In legislative testimony, advocates, such as the Oregon Education Association and the Oregon Center for Public Policy, argued that the state should fully disconnect from the Trump tax cuts because Oregon schools and social service programs need the money. Business groups, such as Oregon Business & Industry and the Oregon Farm Bureau, argued that bonus depreciation provided a valuable incentive for their members to make new investments and create jobs in Oregon.

Democratic lawmakers are taking a piecemeal approach with SB 1507A. The bill retains Trump’s tax cuts on tips and overtime income but disconnects from bonus depreciation. That change eliminates a tax cut for businesses worth $267 million over a two-year period.

Typically, businesses depreciate new capital investments—such as equipment, buildings and machinery—over a period of years.

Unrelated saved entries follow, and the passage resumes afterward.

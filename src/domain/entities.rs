//! Domain entities mirrored from persistent storage.
//!
//! Each record has a matching draft: the client-supplied fields used to create
//! or replace it. Drafts validate themselves before any store or cache access.

use bigdecimal::{BigDecimal, Zero};
use serde::{Deserialize, Serialize, de::DeserializeOwned};
use time::OffsetDateTime;

use crate::cache::codec::decimal_float;
use crate::domain::error::DomainError;
use crate::domain::types::{DeliveryMethod, OrderStatus, PaymentType};

/// A persisted record with a store-assigned id.
pub trait Entity: Clone + Serialize + DeserializeOwned + Send + Sync + 'static {
    type Draft: Validate + Clone + DeserializeOwned + Send + Sync + 'static;

    /// Singular name used in errors and logs.
    const NAME: &'static str;

    fn id(&self) -> i64;

    /// Combine a draft with its assigned id.
    fn materialize(id: i64, draft: Self::Draft) -> Self;
}

pub trait Validate {
    fn validate(&self) -> Result<(), DomainError>;
}

fn check_len(field: &str, value: &str, min: usize, max: usize) -> Result<(), DomainError> {
    let len = value.trim().chars().count();
    if len < min || len > max {
        return Err(DomainError::validation(format!(
            "{field} must be between {min} and {max} characters"
        )));
    }
    Ok(())
}

fn check_not_blank(field: &str, value: &str) -> Result<(), DomainError> {
    if value.trim().is_empty() {
        return Err(DomainError::validation(format!("{field} must not be empty")));
    }
    Ok(())
}

fn check_positive(field: &str, value: &BigDecimal) -> Result<(), DomainError> {
    if *value <= BigDecimal::zero() {
        return Err(DomainError::validation(format!(
            "{field} must be greater than zero"
        )));
    }
    Ok(())
}

fn check_non_negative(field: &str, value: &BigDecimal) -> Result<(), DomainError> {
    if *value < BigDecimal::zero() {
        return Err(DomainError::validation(format!("{field} must not be negative")));
    }
    Ok(())
}

#[derive(Debug, Clone, PartialEq, Serialize, Deserialize, sqlx::FromRow)]
pub struct Category {
    pub id: i64,
    pub name: String,
}

#[derive(Debug, Clone, PartialEq, Serialize, Deserialize)]
pub struct CategoryDraft {
    pub name: String,
}

impl Validate for CategoryDraft {
    fn validate(&self) -> Result<(), DomainError> {
        check_len("name", &self.name, 1, 100)
    }
}

impl Entity for Category {
    type Draft = CategoryDraft;
    const NAME: &'static str = "category";

    fn id(&self) -> i64 {
        self.id
    }

    fn materialize(id: i64, draft: CategoryDraft) -> Self {
        Self {
            id,
            name: draft.name,
        }
    }
}

#[derive(Debug, Clone, PartialEq, Serialize, Deserialize, sqlx::FromRow)]
pub struct Product {
    pub id: i64,
    pub name: String,
    #[serde(with = "decimal_float")]
    pub price: BigDecimal,
    pub stock: i32,
    pub category_id: Option<i64>,
}

#[derive(Debug, Clone, PartialEq, Serialize, Deserialize)]
pub struct ProductDraft {
    pub name: String,
    #[serde(with = "decimal_float")]
    pub price: BigDecimal,
    #[serde(default)]
    pub stock: i32,
    #[serde(default)]
    pub category_id: Option<i64>,
}

impl Validate for ProductDraft {
    fn validate(&self) -> Result<(), DomainError> {
        check_len("name", &self.name, 1, 200)?;
        check_positive("price", &self.price)?;
        if self.stock < 0 {
            return Err(DomainError::validation("stock must not be negative"));
        }
        Ok(())
    }
}

impl Entity for Product {
    type Draft = ProductDraft;
    const NAME: &'static str = "product";

    fn id(&self) -> i64 {
        self.id
    }

    fn materialize(id: i64, draft: ProductDraft) -> Self {
        Self {
            id,
            name: draft.name,
            price: draft.price,
            stock: draft.stock,
            category_id: draft.category_id,
        }
    }
}

#[derive(Debug, Clone, PartialEq, Serialize, Deserialize, sqlx::FromRow)]
pub struct Client {
    pub id: i64,
    pub name: String,
    pub lastname: String,
    pub email: String,
    pub telephone: Option<String>,
}

#[derive(Debug, Clone, PartialEq, Serialize, Deserialize)]
pub struct ClientDraft {
    pub name: String,
    pub lastname: String,
    pub email: String,
    #[serde(default)]
    pub telephone: Option<String>,
}

impl Validate for ClientDraft {
    fn validate(&self) -> Result<(), DomainError> {
        check_not_blank("name", &self.name)?;
        check_not_blank("lastname", &self.lastname)?;
        let email = self.email.trim();
        match email.split_once('@') {
            Some((local, domain)) if !local.is_empty() && !domain.is_empty() => Ok(()),
            _ => Err(DomainError::validation("email must be a valid address")),
        }
    }
}

impl Entity for Client {
    type Draft = ClientDraft;
    const NAME: &'static str = "client";

    fn id(&self) -> i64 {
        self.id
    }

    fn materialize(id: i64, draft: ClientDraft) -> Self {
        Self {
            id,
            name: draft.name,
            lastname: draft.lastname,
            email: draft.email,
            telephone: draft.telephone,
        }
    }
}

#[derive(Debug, Clone, PartialEq, Serialize, Deserialize, sqlx::FromRow)]
pub struct Address {
    pub id: i64,
    pub street: String,
    pub number: Option<String>,
    pub city: String,
    pub client_id: i64,
}

#[derive(Debug, Clone, PartialEq, Serialize, Deserialize)]
pub struct AddressDraft {
    pub street: String,
    #[serde(default)]
    pub number: Option<String>,
    pub city: String,
    pub client_id: i64,
}

impl Validate for AddressDraft {
    fn validate(&self) -> Result<(), DomainError> {
        check_not_blank("street", &self.street)?;
        check_not_blank("city", &self.city)
    }
}

impl Entity for Address {
    type Draft = AddressDraft;
    const NAME: &'static str = "address";

    fn id(&self) -> i64 {
        self.id
    }

    fn materialize(id: i64, draft: AddressDraft) -> Self {
        Self {
            id,
            street: draft.street,
            number: draft.number,
            city: draft.city,
            client_id: draft.client_id,
        }
    }
}

#[derive(Debug, Clone, PartialEq, Serialize, Deserialize, sqlx::FromRow)]
pub struct Order {
    pub id: i64,
    #[serde(with = "time::serde::rfc3339")]
    pub date: OffsetDateTime,
    #[serde(with = "decimal_float")]
    pub total: BigDecimal,
    pub delivery_method: DeliveryMethod,
    pub status: OrderStatus,
    pub client_id: i64,
    pub bill_id: Option<i64>,
}

#[derive(Debug, Clone, PartialEq, Serialize, Deserialize)]
pub struct OrderDraft {
    #[serde(with = "time::serde::rfc3339")]
    pub date: OffsetDateTime,
    #[serde(with = "decimal_float")]
    pub total: BigDecimal,
    pub delivery_method: DeliveryMethod,
    pub status: OrderStatus,
    pub client_id: i64,
    #[serde(default)]
    pub bill_id: Option<i64>,
}

impl Validate for OrderDraft {
    fn validate(&self) -> Result<(), DomainError> {
        check_non_negative("total", &self.total)
    }
}

impl Entity for Order {
    type Draft = OrderDraft;
    const NAME: &'static str = "order";

    fn id(&self) -> i64 {
        self.id
    }

    fn materialize(id: i64, draft: OrderDraft) -> Self {
        Self {
            id,
            date: draft.date,
            total: draft.total,
            delivery_method: draft.delivery_method,
            status: draft.status,
            client_id: draft.client_id,
            bill_id: draft.bill_id,
        }
    }
}

#[derive(Debug, Clone, PartialEq, Serialize, Deserialize, sqlx::FromRow)]
pub struct OrderDetail {
    pub id: i64,
    pub quantity: i32,
    #[serde(with = "decimal_float")]
    pub price: BigDecimal,
    pub order_id: i64,
    pub product_id: i64,
}

#[derive(Debug, Clone, PartialEq, Serialize, Deserialize)]
pub struct OrderDetailDraft {
    pub quantity: i32,
    #[serde(with = "decimal_float")]
    pub price: BigDecimal,
    pub order_id: i64,
    pub product_id: i64,
}

impl Validate for OrderDetailDraft {
    fn validate(&self) -> Result<(), DomainError> {
        if self.quantity <= 0 {
            return Err(DomainError::validation("quantity must be greater than zero"));
        }
        check_positive("price", &self.price)
    }
}

impl Entity for OrderDetail {
    type Draft = OrderDetailDraft;
    const NAME: &'static str = "order detail";

    fn id(&self) -> i64 {
        self.id
    }

    fn materialize(id: i64, draft: OrderDetailDraft) -> Self {
        Self {
            id,
            quantity: draft.quantity,
            price: draft.price,
            order_id: draft.order_id,
            product_id: draft.product_id,
        }
    }
}

#[derive(Debug, Clone, PartialEq, Serialize, Deserialize, sqlx::FromRow)]
pub struct Bill {
    pub id: i64,
    pub bill_number: String,
    #[serde(with = "decimal_float::option", default)]
    pub discount: Option<BigDecimal>,
    #[serde(with = "time::serde::rfc3339")]
    pub date: OffsetDateTime,
    #[serde(with = "decimal_float")]
    pub total: BigDecimal,
    pub payment_type: PaymentType,
    pub client_id: i64,
}

#[derive(Debug, Clone, PartialEq, Serialize, Deserialize)]
pub struct BillDraft {
    pub bill_number: String,
    #[serde(with = "decimal_float::option", default)]
    pub discount: Option<BigDecimal>,
    #[serde(with = "time::serde::rfc3339")]
    pub date: OffsetDateTime,
    #[serde(with = "decimal_float")]
    pub total: BigDecimal,
    pub payment_type: PaymentType,
    pub client_id: i64,
}

impl Validate for BillDraft {
    fn validate(&self) -> Result<(), DomainError> {
        check_not_blank("bill_number", &self.bill_number)?;
        check_non_negative("total", &self.total)?;
        if let Some(discount) = &self.discount {
            check_non_negative("discount", discount)?;
        }
        Ok(())
    }
}

impl Entity for Bill {
    type Draft = BillDraft;
    const NAME: &'static str = "bill";

    fn id(&self) -> i64 {
        self.id
    }

    fn materialize(id: i64, draft: BillDraft) -> Self {
        Self {
            id,
            bill_number: draft.bill_number,
            discount: draft.discount,
            date: draft.date,
            total: draft.total,
            payment_type: draft.payment_type,
            client_id: draft.client_id,
        }
    }
}

#[derive(Debug, Clone, PartialEq, Serialize, Deserialize, sqlx::FromRow)]
pub struct Review {
    pub id: i64,
    pub rating: f64,
    pub comment: Option<String>,
    pub product_id: i64,
}

#[derive(Debug, Clone, PartialEq, Serialize, Deserialize)]
pub struct ReviewDraft {
    pub rating: f64,
    #[serde(default)]
    pub comment: Option<String>,
    pub product_id: i64,
}

impl Validate for ReviewDraft {
    fn validate(&self) -> Result<(), DomainError> {
        if !(1.0..=5.0).contains(&self.rating) {
            return Err(DomainError::validation("rating must be between 1 and 5"));
        }
        if let Some(comment) = &self.comment {
            check_len("comment", comment, 10, 1000)?;
        }
        Ok(())
    }
}

impl Entity for Review {
    type Draft = ReviewDraft;
    const NAME: &'static str = "review";

    fn id(&self) -> i64 {
        self.id
    }

    fn materialize(id: i64, draft: ReviewDraft) -> Self {
        Self {
            id,
            rating: draft.rating,
            comment: draft.comment,
            product_id: draft.product_id,
        }
    }
}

That allows them to deduct a portion of their capital investment from current income, reducing their taxes. Bonus depreciation (a tool previous presidential administrations have also used to stimulate the economy) allows the entire investment to be written off in the first year. Democrats say that creates an unacceptable hit to tax revenues; Republicans and businesses say it would help Oregon’s economy, which has stagnated.

Democrats hold supermajorities in both legislative chambers, of course, and the bill passed the Senate and then the House on Feb. 25, on party line votes. As the bill moved, some in the business community expressed their concerns directly to Kotek, who announced her support for the bill earlier this week.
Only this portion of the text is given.